El acoso ecologista

Claro que a todos nos gusta respirar aire limpio y vivir entre árboles. Y nadie quisiera que se extinguiesen las tortugas. En este sentido, todos somos un poco ecologistas. El problema radica en lo que realmente estaríamos dispuestos a sacrificar…

Claro que a todos nos gusta respirar aire limpio y vivir entre árboles. Y nadie quisiera que se extinguiesen las tortugas. En este sentido, todos somos un poco ecologistas.

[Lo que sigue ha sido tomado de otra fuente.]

//! Channel and guild permission checks.

use crate::{Check, Subject, Verdict};
use async_trait::async_trait;
use bouncer_core::{
    ChannelId, ExecutionContext, FailureArg, FailureKind, FailureRecord, GuildId, Permission,
    PermissionSet,
};
use bouncer_error::{BouncerResult, CheckConfigError, CheckConfigErrorKind};
use std::str::FromStr;
use tracing::{debug, instrument};

/// Parse `(flag name, expected)` pairs, rejecting unknown names together.
fn parse_flags<I, S>(scope: &str, flags: I) -> Result<Vec<(Permission, bool)>, CheckConfigError>
where
    I: IntoIterator<Item = (S, bool)>,
    S: AsRef<str>,
{
    let mut parsed = Vec::new();
    let mut invalid = Vec::new();
    for (name, expected) in flags {
        match Permission::from_str(name.as_ref()) {
            Ok(permission) => parsed.push((permission, expected)),
            Err(_) => invalid.push(name.as_ref().to_string()),
        }
    }
    if !invalid.is_empty() {
        invalid.sort();
        return Err(CheckConfigError::new(CheckConfigErrorKind::InvalidPermission(
            invalid,
        )));
    }
    if parsed.is_empty() {
        return Err(CheckConfigError::new(CheckConfigErrorKind::NoPermissions(
            scope.to_string(),
        )));
    }
    Ok(parsed)
}

/// Flags whose presence differs from the expectation.
fn mismatched(required: &[(Permission, bool)], held: &PermissionSet) -> Vec<FailureArg> {
    required
        .iter()
        .filter(|(permission, expected)| held.contains(*permission) != *expected)
        .map(|(permission, _)| FailureArg::Permission(*permission))
        .collect()
}

fn compare(
    kind: FailureKind,
    target: FailureArg,
    required: &[(Permission, bool)],
    held: Option<PermissionSet>,
) -> Verdict {
    let Some(held) = held else {
        return Verdict::fail(FailureRecord::new(kind, vec![target]));
    };
    let missing = mismatched(required, &held);
    if missing.is_empty() {
        let mut args = vec![target];
        args.extend(
            required
                .iter()
                .map(|(permission, _)| FailureArg::Permission(*permission)),
        );
        return Verdict::pass(FailureRecord::new(kind, args));
    }
    let mut args = vec![target];
    args.extend(missing);
    Verdict::fail(FailureRecord::new(kind, args))
}

/// Compares the subject's effective permissions in a channel to a required map.
///
/// Each flag maps to whether it must be held (`true`) or must not be
/// (`false`). Reports `(channel, mismatched flags...)`.
///
/// # Examples
///
/// ```
/// use bouncer_check::ChannelPermissionCheck;
/// use bouncer_core::ChannelId;
///
/// let check = ChannelPermissionCheck::user([("send_messages", true), ("mention_everyone", false)])
///     .unwrap()
///     .in_channel(ChannelId::new(3));
/// # let _ = check;
///
/// let err = ChannelPermissionCheck::bot([("send_everything", true)]).unwrap_err();
/// assert!(err.to_string().contains("send_everything"));
/// ```
#[derive(Debug, Clone)]
pub struct ChannelPermissionCheck {
    subject: Subject,
    channel: Option<ChannelId>,
    required: Vec<(Permission, bool)>,
}

impl ChannelPermissionCheck {
    /// Require channel permissions of the invoking user.
    pub fn user<I, S>(flags: I) -> Result<Self, CheckConfigError>
    where
        I: IntoIterator<Item = (S, bool)>,
        S: AsRef<str>,
    {
        Ok(Self {
            subject: Subject::User,
            channel: None,
            required: parse_flags("channel", flags)?,
        })
    }

    /// Require channel permissions of the bot.
    pub fn bot<I, S>(flags: I) -> Result<Self, CheckConfigError>
    where
        I: IntoIterator<Item = (S, bool)>,
        S: AsRef<str>,
    {
        Ok(Self {
            subject: Subject::Bot,
            channel: None,
            required: parse_flags("channel", flags)?,
        })
    }

    /// Inspect `channel` instead of the invoking channel.
    pub fn in_channel(mut self, channel: ChannelId) -> Self {
        self.channel = Some(channel);
        self
    }

    fn kind(&self) -> FailureKind {
        match self.subject {
            Subject::User => FailureKind::UserMissingChannelPerms,
            Subject::Bot => FailureKind::BotMissingChannelPerms,
        }
    }
}

#[async_trait]
impl Check for ChannelPermissionCheck {
    fn name(&self) -> String {
        format!("{}_has_channel_perms", self.subject)
    }

    #[instrument(skip_all, fields(check = "channel_perms", subject = %self.subject))]
    async fn evaluate(&self, ctx: &dyn ExecutionContext) -> BouncerResult<Verdict> {
        let target = self.channel.or(ctx.channel_id());
        let held = match target {
            Some(channel) => ctx.channel_permissions(channel, self.subject.id(ctx)).await?,
            None => None,
        };
        let verdict = compare(self.kind(), FailureArg::Channel(target), &self.required, held);
        debug!(passed = verdict.passed(), "Evaluated channel permissions");
        Ok(verdict)
    }
}

/// Compares the subject's guild-level permissions to a required map.
///
/// Fails with `(none)` in DMs. Reports `(guild, mismatched flags...)`.
#[derive(Debug, Clone)]
pub struct GuildPermissionCheck {
    subject: Subject,
    guild: Option<GuildId>,
    required: Vec<(Permission, bool)>,
}

impl GuildPermissionCheck {
    /// Require guild permissions of the invoking user.
    pub fn user<I, S>(flags: I) -> Result<Self, CheckConfigError>
    where
        I: IntoIterator<Item = (S, bool)>,
        S: AsRef<str>,
    {
        Ok(Self {
            subject: Subject::User,
            guild: None,
            required: parse_flags("guild", flags)?,
        })
    }

    /// Require guild permissions of the bot.
    pub fn bot<I, S>(flags: I) -> Result<Self, CheckConfigError>
    where
        I: IntoIterator<Item = (S, bool)>,
        S: AsRef<str>,
    {
        Ok(Self {
            subject: Subject::Bot,
            guild: None,
            required: parse_flags("guild", flags)?,
        })
    }

    /// Inspect `guild` instead of the invoking guild.
    pub fn in_guild(mut self, guild: GuildId) -> Self {
        self.guild = Some(guild);
        self
    }

    fn kind(&self) -> FailureKind {
        match self.subject {
            Subject::User => FailureKind::UserMissingGuildPerms,
            Subject::Bot => FailureKind::BotMissingGuildPerms,
        }
    }
}

#[async_trait]
impl Check for GuildPermissionCheck {
    fn name(&self) -> String {
        format!("{}_has_guild_perms", self.subject)
    }

    #[instrument(skip_all, fields(check = "guild_perms", subject = %self.subject))]
    async fn evaluate(&self, ctx: &dyn ExecutionContext) -> BouncerResult<Verdict> {
        let target = self.guild.or(ctx.guild_id());
        let held = match target {
            Some(guild) => ctx.guild_permissions(guild, self.subject.id(ctx)).await?,
            None => None,
        };
        let verdict = compare(self.kind(), FailureArg::Guild(target), &self.required, held);
        debug!(passed = verdict.passed(), "Evaluated guild permissions");
        Ok(verdict)
    }
}

#[cfg(test)]
mod tests {
    use super::*;
    use bouncer_core::{MockContext, UserId};

    #[test]
    fn unknown_flags_are_reported_together() {
        let err = GuildPermissionCheck::user([("fly", true), ("ban_members", true), ("dig", false)])
            .unwrap_err();
        assert_eq!(
            err.kind(),
            &CheckConfigErrorKind::InvalidPermission(vec!["dig".to_string(), "fly".to_string()])
        );
    }

    #[test]
    fn empty_flag_map_is_rejected() {
        let err = ChannelPermissionCheck::user(Vec::<(&str, bool)>::new()).unwrap_err();
        assert!(matches!(err.kind(), CheckConfigErrorKind::NoPermissions(_)));
    }

    #[tokio::test]
    async fn forbidden_flags_count_as_mismatches() {
        let user = UserId::new(5);
        let channel = ChannelId::new(1);
        let held: PermissionSet = [Permission::SendMessages, Permission::MentionEveryone]
            .into_iter()
            .collect();
        let ctx = MockContext::in_guild(user, GuildId::new(7))
            .with_channel_permissions(channel, user, held);

        let check =
            ChannelPermissionCheck::user([("send_messages", true), ("mention_everyone", false)])
                .unwrap();
        let verdict = check.evaluate(&ctx).await.unwrap();

        assert!(!verdict.passed());
        assert_eq!(
            verdict.record().args(),
            &vec![
                FailureArg::Channel(Some(channel)),
                FailureArg::Permission(Permission::MentionEveryone),
            ]
        );
    }

    #[tokio::test]
    async fn guild_check_fails_in_dms() {
        let ctx = MockContext::dm(UserId::new(5));
        let verdict = GuildPermissionCheck::bot([("manage_roles", true)])
            .unwrap()
            .evaluate(&ctx)
            .await
            .unwrap();
        assert!(!verdict.passed());
        assert_eq!(verdict.record().args(), &vec![FailureArg::Guild(None)]);
    }

    #[tokio::test]
    async fn administrator_satisfies_requirements() {
        let ctx = MockContext::in_guild(UserId::new(5), GuildId::new(7));
        let bot = ctx.bot_id();
        let ctx = ctx.with_guild_permissions(
            GuildId::new(7),
            bot,
            [Permission::Administrator].into_iter().collect(),
        );
        let verdict = GuildPermissionCheck::bot([("manage_roles", true), ("kick_members", true)])
            .unwrap()
            .evaluate(&ctx)
            .await
            .unwrap();
        assert!(verdict.passed());
    }
}
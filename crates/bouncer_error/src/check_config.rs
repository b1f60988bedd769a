//! Construction-time check configuration errors.

/// Specific check configuration conditions.
#[derive(Debug, Clone, PartialEq, Eq, Hash, derive_more::Display)]
pub enum CheckConfigErrorKind {
    /// One or more permission flag names are not recognised.
    #[display("Invalid permission(s): {}", _0.join(", "))]
    InvalidPermission(Vec<String>),

    /// A permission check was built without any flags.
    #[display("Permission check for {} requires at least one flag", _0)]
    NoPermissions(String),

    /// A role identifier could not be used.
    #[display("Malformed role identifier: {:?}", _0)]
    InvalidRole(String),

    /// An id or role set was empty.
    #[display("Empty {} set", _0)]
    EmptySet(&'static str),

    /// A username substring was empty.
    #[display("Username substring must not be empty")]
    EmptySubstring,

    /// A membership bound was negative, NaN or infinite.
    #[display("Invalid membership bound: {}", _0)]
    InvalidBound(String),

    /// A membership range already has both of its bounds.
    #[display("Membership range already has two bounds")]
    RangeFull,
}

/// Check configuration error with location tracking.
#[derive(Debug, Clone, derive_more::Display, derive_more::Error)]
#[display("Check Config Error: {} at line {} in {}", kind, line, file)]
pub struct CheckConfigError {
    kind: CheckConfigErrorKind,
    line: u32,
    file: &'static str,
}

impl CheckConfigError {
    /// Create a new check configuration error with caller location tracking.
    #[track_caller]
    pub fn new(kind: CheckConfigErrorKind) -> Self {
        let location = std::panic::Location::caller();
        Self {
            kind,
            line: location.line(),
            file: location.file(),
        }
    }

    /// Get the error kind.
    pub fn kind(&self) -> &CheckConfigErrorKind {
        &self.kind
    }
}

El problema radica en lo que realmente estaríamos dispuestos a sacrificar por “lo natural”.

¡No parece que mucho!
Pero ante la intimidación mediática de la causa ecologista, muy pocos se atreverían a decir: “los pingüinos son muy lindos y todo, pero si para que no desaparezcan tengo que renunciar a la comodidad de mi automóvil, hasta ahí llegó mi amor.

Después de todo, otras especies han desaparecido y no he sido infeliz por ello”. Simplemente elegimos entre preferencias. Si se quieren las enormes ventajas de la vida moderna, algo hay que perder.

Pero el tema ecológico se ha vuelto tan dogmático que sus fanáticos exponentes irrespetan el derecho de otros a “elegir algo distinto”. Programados como autómatas, se han autoadjudicado una supremacía moral como defensores del planeta.

Lo asombroso es que no hay mucha racionalidad en sus argumentos, como bien destaca un eminente catedrático de Rochester:
– ¿Debe la gente pobre sacrificar ingresos y comer peor, para tener menos contaminación? Seguro que preferiría comer. Después de todo, la esperanza de vida se ha más que duplicado en un mundo significativamente más contaminado.

– ¿Es preferible no construir un parqueo y conservar la zona virgen? No para los que tengan que caminar una hora bajo el sol.

– ¿Qué incentivo podría tener un fabricante de papel a plantar más árboles si la gente recicla y consume menos?
Quienes se atreven a razonar de esta forma son acosados con sermones puritanos, como si fuesen grandes pecadores.

Porque más que lógica científica, lo que predomina entre los fervientes ecologistas es un afán por buscar sentido a su vida con una misión. Y bien que han logrado comer cerebros y obstaculizar proyectos con sus exageraciones sobre el fin del mundo.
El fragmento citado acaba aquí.